The secret [to scientific success] is comprised in three words— Work, Finish, Publish.— Michael Faraday
One of the thing I really like to do when waiting for a connecting flight at a major airport is to spent time at a book store. Not too long ago, I came to this book about the 80/20 principle.
It stands just about 200 pages, which means a quick read and it had reference to Pareto. Being involved in computer optimization problems, in particular involving two or more opposing constraints, the notion of Pareto front is fresh to my mind. Similarly the notion that 80% of the work can be achieve with only 20% of the feature of a software or 80% of the riches is held by 20% of the population or that is takes 80% of effort to accomplish the most demanding 20% of a project are all well-known applications of the discovery made by Pareto.
The book
The book explains the above principle with examples and also discusses how it apply to business, project managements and personal life. As you can expect, it take about 20% of the book to reach at least 80% (if not more!) of the goals set forth by it 😉
Still, overall an interesting and very fast read.
Can it be applied to science?
Well, a lot of what we do in research is program (collection of projects) and project-based. Therefore, it is always worth the effort to ask yourself why you are undertaking a new project, if it will contribute significantly to your overall research program and if the resources needed to accomplish it are available. It may very-well be that you will need to spent an enormous amount of effort (let say 80%!) on a given project such that you will have to halt almost everything else. It better mare sense and pay off!

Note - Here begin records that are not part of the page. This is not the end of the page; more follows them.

//! JPEG coefficient codec.
//!
//! Gives direct access to the quantized DCT coefficients of a baseline JPEG
//! without a full pixel decode, and writes modified coefficients back.
//!
//! # Architecture
//!
//! ```text
//! JPEG -> parse -> huffman decode -> CoefficientImage -> (modify) -> huffman encode -> JPEG
//! ```
//!
//! Supported input: SOF0/SOF1, 8-bit samples, Huffman coding, one scan
//! holding every component, any sampling factors, optional restart markers.

mod huffman;
mod marker;
mod parser;
mod quality;
mod scan;
mod tables;
mod writer;

pub use marker::Marker;
pub use parser::{QuantizationTable, ZIGZAG_TO_NATURAL};
pub use quality::{estimate_quality, FALLBACK_QUALITY};
pub use tables::{base_quant_values, scaled_quant_table};

use parser::{HuffmanTable, Segment};
use scan::ScanLayout;

use crate::error::{OutguessError, Result};
use crate::options::check_quality;

/// Coefficients of one component, blocks in raster order.
#[derive(Debug, Clone, PartialEq, Eq)]
pub struct ComponentBlocks {
    pub id: u8,
    pub h_sampling: u8,
    pub v_sampling: u8,
    pub quant_table_id: u8,
    dc_table_id: u8,
    ac_table_id: u8,
    /// Block grid size, including the padding blocks that complete MCUs.
    pub blocks_wide: usize,
    pub blocks_high: usize,
    /// 64 coefficients per block, zigzag order.
    pub data: Vec<i16>,
}

impl ComponentBlocks {
    #[inline]
    pub fn block_count(&self) -> usize {
        self.blocks_wide * self.blocks_high
    }

    #[inline]
    pub fn block(&self, index: usize) -> &[i16] {
        let start = index * 64;
        &self.data[start..start + 64]
    }

    #[inline]
    pub fn block_mut(&mut self, index: usize) -> &mut [i16] {
        let start = index * 64;
        &mut self.data[start..start + 64]
    }
}

/// A decoded baseline JPEG: header metadata plus quantized coefficients.
#[derive(Debug, Clone)]
pub struct CoefficientImage {
    width: u16,
    height: u16,
    frame_marker: Marker,
    components: Vec<ComponentBlocks>,
    quant_tables: [Option<QuantizationTable>; 4],
    dc_huff_tables: [Option<HuffmanTable>; 4],
    ac_huff_tables: [Option<HuffmanTable>; 4],
    restart_interval: u16,
    passthrough: Vec<Segment>,
    layout: ScanLayout,
    scan_size: usize,
}

impl CoefficientImage {
    pub fn width(&self) -> u16 {
        self.width
    }

    pub fn height(&self) -> u16 {
        self.height
    }

    pub fn components(&self) -> &[ComponentBlocks] {
        &self.components
    }

    pub fn components_mut(&mut self) -> &mut [ComponentBlocks] {
        &mut self.components
    }

    pub fn quant_table(&self, id: u8) -> Option<&QuantizationTable> {
        self.quant_tables.get(id as usize).and_then(Option::as_ref)
    }

    pub fn restart_interval(&self) -> u16 {
        self.restart_interval
    }

    /// Set the restart interval (in MCUs) used when encoding; 0 disables it.
    pub fn with_restart_interval(mut self, restart_interval: u16) -> Self {
        self.restart_interval = restart_interval;
        self
    }

    /// Distinct quantization tables in use, in component order.
    fn tables_in_use(&self) -> Vec<&QuantizationTable> {
        let mut tables: Vec<&QuantizationTable> = Vec::with_capacity(2);
        for component in &self.components {
            if let Some(table) = self.quant_table(component.quant_table_id) {
                if !tables.iter().any(|t| t.values == table.values) {
                    tables.push(table);
                }
            }
        }
        tables
    }

    /// IJG quality the quantization tables most likely came from.
    pub fn estimated_quality(&self) -> u8 {
        estimate_quality(&self.tables_in_use())
    }

    /// Requantize every block to the IJG tables for `quality`.
    ///
    /// Each coefficient becomes `round(c * q_old / q_new)`, clamped to the
    /// baseline range. Huffman tables switch to the standard ones since the
    /// old optimized tables may not cover the new values.
    pub fn requantize(&self, quality: u8) -> Result<CoefficientImage> {
        check_quality(quality)?;
        let mut image = self.clone();

        let mut new_tables: [Option<QuantizationTable>; 4] = [None, None, None, None];
        for component in &mut image.components {
            let id = component.quant_table_id;
            let old = self
                .quant_table(id)
                .ok_or_else(|| OutguessError::format(format!("missing quantization table {id}")))?;
            let new = new_tables[id as usize]
                .get_or_insert_with(|| tables::scaled_quant_table(id, quality));

            for block in component.data.chunks_exact_mut(64) {
                for (k, coeff) in block.iter_mut().enumerate() {
                    *coeff = rescale(*coeff, old.values[k], new.values[k]);
                }
            }
        }

        image.quant_tables = new_tables;
        image.use_standard_huffman_tables();
        log::debug!(
            "requantized {}x{} image from quality ~{} to {}",
            self.width,
            self.height,
            self.estimated_quality(),
            quality
        );
        Ok(image)
    }

    /// Switch to the Annex K tables: luminance for the first component,
    /// chrominance for the rest.
    fn use_standard_huffman_tables(&mut self) {
        self.dc_huff_tables = [Some(tables::std_dc_luminance()), None, None, None];
        self.ac_huff_tables = [Some(tables::std_ac_luminance()), None, None, None];
        if self.components.len() > 1 {
            self.dc_huff_tables[1] = Some(tables::std_dc_chrominance());
            self.ac_huff_tables[1] = Some(tables::std_ac_chrominance());
        }
        for (index, component) in self.components.iter_mut().enumerate() {
            let id = u8::from(index > 0);
            component.dc_table_id = id;
            component.ac_table_id = id;
        }
    }

    fn encode_scan(&self) -> Result<Option<Vec<u8>>> {
        scan::encode_scan(
            &self.layout,
            &self.components,
            &self.dc_huff_tables,
            &self.ac_huff_tables,
            self.restart_interval,
            self.scan_size,
        )
    }
}

/// `round(coeff * old / new)` with halves away from zero, clamped to ±1023.
fn rescale(coeff: i16, old: u16, new: u16) -> i16 {
    let numerator = coeff as i32 * old as i32;
    let divisor = new as i32;
    let magnitude = (numerator.abs() + divisor / 2) / divisor;
    (magnitude.min(1023) * numerator.signum()) as i16
}

/// Decode a baseline JPEG into its quantized coefficients.
pub fn decode(bytes: &[u8]) -> Result<CoefficientImage> {
    let segments = parser::parse_jpeg(bytes)?;

    let frame = segments
        .frame
        .ok_or_else(|| OutguessError::format("missing frame header (SOF)"))?;
    if !frame.marker.is_sequential_huffman() {
        return Err(OutguessError::format(format!(
            "only baseline JPEGs are supported, found {:?}",
            frame.marker
        )));
    }
    if frame.precision != 8 {
        return Err(OutguessError::format(format!(
            "unsupported sample precision {}",
            frame.precision
        )));
    }
    if frame.width == 0 || frame.height == 0 {
        return Err(OutguessError::format("image has zero width or height"));
    }
    if frame.components.is_empty() || frame.components.len() > 4 {
        return Err(OutguessError::format(format!(
            "unsupported component count {}",
            frame.components.len()
        )));
    }
    for component in &frame.components {
        if !(1..=4).contains(&component.h_sampling) || !(1..=4).contains(&component.v_sampling) {
            return Err(OutguessError::format("invalid sampling factor"));
        }
        if segments
            .quant_tables
            .get(component.quant_table_id as usize)
            .and_then(Option::as_ref)
            .is_none()
        {
            return Err(OutguessError::format(format!(
                "missing quantization table {}",
                component.quant_table_id
            )));
        }
    }

    let scan_header = segments
        .scan
        .ok_or_else(|| OutguessError::format("missing scan (SOS)"))?;
    if scan_header.component_count != frame.components.len() {
        return Err(OutguessError::format(
            "scan does not cover every component (multi-scan JPEG)",
        ));
    }
    if scan_header.spectral_start != 0
        || scan_header.spectral_end != 63
        || scan_header.approximation != 0
    {
        return Err(OutguessError::format("scan is not a full sequential scan"));
    }

    let (layout, mut components) = scan::allocate(&frame, segments.scan_data.len())?;
    scan::decode_scan(
        &segments.scan_data,
        &layout,
        &mut components,
        &segments.dc_huff_tables,
        &segments.ac_huff_tables,
        segments.restart_interval,
    )?;

    Ok(CoefficientImage {
        width: frame.width,
        height: frame.height,
        frame_marker: frame.marker,
        components,
        quant_tables: segments.quant_tables,
        dc_huff_tables: segments.dc_huff_tables,
        ac_huff_tables: segments.ac_huff_tables,
        restart_interval: segments.restart_interval,
        passthrough: segments.passthrough,
        layout,
        scan_size: segments.scan_data.len(),
    })
}

/// Encode a coefficient image back into a JPEG byte stream.
///
/// With `quality == None` the original quantization and Huffman tables are
/// reused. Should the Huffman tables lack a code the modified coefficients
/// need, the standard tables are written instead; coefficient values are
/// never altered. With `Some(quality)` the image is requantized first.
pub fn encode(image: &CoefficientImage, quality: Option<u8>) -> Result<Vec<u8>> {
    if let Some(quality) = quality {
        let requantized = image.requantize(quality)?;
        return encode(&requantized, None);
    }

    if let Some(scan_data) = image.encode_scan()? {
        return Ok(writer::write_jpeg(image, &scan_data));
    }

    log::warn!("original Huffman tables cannot code the modified coefficients, using standard tables");
    let mut standard = image.clone();
    standard.use_standard_huffman_tables();
    let scan_data = standard
        .encode_scan()?
        .ok_or_else(|| OutguessError::format("coefficient outside the baseline range"))?;
    Ok(writer::write_jpeg(&standard, &scan_data))
}

#[cfg(test)]
mod tests {
    use super::*;

    #[test]
    fn test_rescale_rounds_half_away_from_zero() {
        assert_eq!(rescale(3, 5, 2), 8); // 7.5
        assert_eq!(rescale(-3, 5, 2), -8);
        assert_eq!(rescale(7, 4, 10), 3); // 2.8
        assert_eq!(rescale(1, 3, 10), 0); // 0.3
        assert_eq!(rescale(0, 9, 1), 0);
        assert_eq!(rescale(1000, 50, 1), 1023);
        assert_eq!(rescale(-1000, 50, 1), -1023);
    }

    #[test]
    fn test_decode_rejects_garbage() {
        assert!(matches!(
            decode(b"definitely not a jpeg"),
            Err(OutguessError::Format { .. })
        ));
    }

    #[test]
    fn test_decode_rejects_progressive() {
        let mut data = vec![0xFF, 0xD8];
        data.extend_from_slice(&[0xFF, 0xDB, 0x00, 67, 0x00]);
        data.extend_from_slice(&[1; 64]);
        data.extend_from_slice(&[0xFF, 0xC2, 0x00, 11, 8, 0, 8, 0, 8, 1, 1, 0x11, 0]);
        data.extend_from_slice(&[0xFF, 0xDA, 0x00, 8, 1, 1, 0x00, 0, 0, 0]);
        data.extend_from_slice(&[0x00, 0xFF, 0xD9]);

        let err = decode(&data).unwrap_err();
        assert!(format!("{err}").contains("baseline"), "{err}");
    }

    #[test]
    fn test_decode_rejects_zero_dimensions() {
        let mut data = vec![0xFF, 0xD8];
        data.extend_from_slice(&[0xFF, 0xDB, 0x00, 67, 0x00]);
        data.extend_from_slice(&[1; 64]);
        data.extend_from_slice(&[0xFF, 0xC0, 0x00, 11, 8, 0, 0, 0, 8, 1, 1, 0x11, 0]);
        data.extend_from_slice(&[0xFF, 0xDA, 0x00, 8, 1, 1, 0x00, 0, 63, 0]);
        data.extend_from_slice(&[0x00, 0xFF, 0xD9]);

        let err = decode(&data).unwrap_err();
        assert!(format!("{err}").contains("zero"), "{err}");
    }
}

Can it be apply to analyze scientific productivity?
While reading the book I was wondering if only a small portion of my research program was really contributing to citations and impact on the field. I decide to quickly look at this by using Google Scholar. GS can track citations and h-index base on all of your papers and it takes last than 5 minutes to set-up (go over to scholar.google.com and chose “my citations” at the top right)
I will not providing my absolute numbers here. Still, fair enough my h-index is such that the value corresponds exactly to 20% of my published papers i.e. 20% of my published papers contribute to my h-index value. For example, for my h-index was 20, this would means that 20 papers have 20 or more citations and, it would also corresponds to the 20% most cited among 100 published manuscripts.
Next I look at the citations of each paper individually. On the figure below, you will find the fraction of total citations as a function of the fraction of manuscripts published.
It is quite interesting to see that a small fraction of all papers account for the majority of the citations. In my case, 13% of the manuscripts contribute to 50% of the citations and 42% contribute to 80% of the citations. So yes the Pareto principle is at play, but…
Limitations
If you were to ask me about each paper included in the 13% that gather 50% of the citations, I would reply:
- Some I knew as we were preparing it that it would be important to the field.
- Some I thought would be important but are not cited so much.
- Some I thought were curiosities that would be of interest to only a few but ended-up as my most cited papers.
I think you get the message…
Conclusion
I can prove anything by statistics except the truth.
— George Canning
Yes, you can make statistics say anything. In the context of a creative process, predicting which of the creative action (here paper) will become a hit is actually rather easier after the fact than the other way around. Therefore, the concept might be interesting to track your resources (grant dollars, materials, projects to start, …) but it cannot be used, as expected I guess, to help you predict your future creative hit wonder!